Many people will wonder what kind of diet they need to achieve their ultimate goal of health, but the reality is that, from a TCM perspective, one’s ideal diet is based on so many individualized factors that it would be impossible to choose from a list. Such a thing is only accurately achieved by speaking with a TCM practitioner who can weigh everything from your personal constitution to the season to where you live, among many other factors. However, you can start with the basics of TCM in how we look at food, and that is nutrition is about eating wholesome, natural food that nourishes your body, feeds your mind and uplifts your spirit. Eating in this way, means eating as if you don’t have access to grocery stores, so nothing processed or packaged, avoiding chemicals as best you can and knowing where your food comes from, (CSA’s and farmers markets are a good start, this will also assure seasonal and local produce). I’m not saying this is easy in our society, but if you can aim for an 80%/20% goal, you’ll be in a good place. So, 80% of time you’re eating clean and only up to 20% of the time are you eating foods that don’t fit into that category. Beyond this, just like acupuncture prescriptions and herbal formulations, a healthful diet for an individual can only be found by looking at that individual’s needs and modifying it as the effect of the interventions changes those needs.
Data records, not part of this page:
//! Durable local storage for the PartyHaus client.
//!
//! Two backends implement [`LocalStorage`]:
//! - [`FileStorage`]: a JSON object on disk, rewritten atomically on every change
//! - [`MemoryStorage`]: a process-local map, used by tests and ephemeral sessions
//!
//! [`ClientStorage`] layers typed accessors for the persisted session subset
//! and the stored auth session on top of either backend.

mod client;
mod file;
mod keys;
mod memory;
mod traits;

pub use client::{ClientStorage, StoredAuthSession};
pub use file::FileStorage;
pub use keys::StorageKeys;
pub use memory::MemoryStorage;
pub use traits::LocalStorage;

use thiserror::Error;

/// Error type for storage operations.
#[derive(Error, Debug)]
pub enum StorageError {
    /// Encoding/decoding error
    #[error("Encoding error: {0}")]
    Encoding(String),

    /// IO error
    #[error("IO error: {0}")]
    Io(#[from] std::io::Error),
}

impl From<serde_json::Error> for StorageError {
    fn from(err: serde_json::Error) -> Self {
        StorageError::Encoding(err.to_string())
    }
}

/// Result type for storage operations.
pub type StorageResult<T> = Result<T, StorageError>;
The Chinese diet looks at food as medicine in its flavors, seasons, actions and directions. The five flavors and its corresponding yin organ that it supports are sweet for Spleen, bitter for Heart, salty for Kidney, sour for Liver and pungent for Lung. The actions of food can be to disperse, gather, strengthen, soften or retard and directions being outward, upward, downward or inward. These qualities of the food have the ability to change the viscera organ to which they represent. For example, if someone has a tumor we might prescribe foods that are salty in nature and soften masses. If one has heartburn, we may prescribe foods with a downward direction and are cooling in nature.
How we prepare our foods as well as the way we eat them has as much impact on our digestion as the food we consume. We all have the traditional image of the family dinner. The house is filled with smells of food that has been cooking throughout the day, everyone is seated around a well-set table, everyone is washed and ready to eat. Internally, our bodies have been told that dinner is on the way and our digestive organs have been able to prepare for the food’s arrival and processing. Now let’s compare that with our reality. The sun has set, the parents are exhausted, and the best option for everyone’s sanity in the car is the closest drive-through. The body requires certain conditions to digest properly and if we don’t provide the proper environment for that to occur the process can become compromised leading to incomplete digestion and, subsequently, inadequate absorption. Eating while distracted (driving, arguing, working) leads to improper digestion but eating good foods prepared the wrong way can also be problematic. Eating in a loud, cold, or even windy place can have negative effects on digestion.
There is a lot to ‘digest’ when thinking about proper nutrition, but really if we go back to our roots it is intuitive and accessible. You can find a plethora of information from your local O.M.D. and/or books on Chinese nutrition.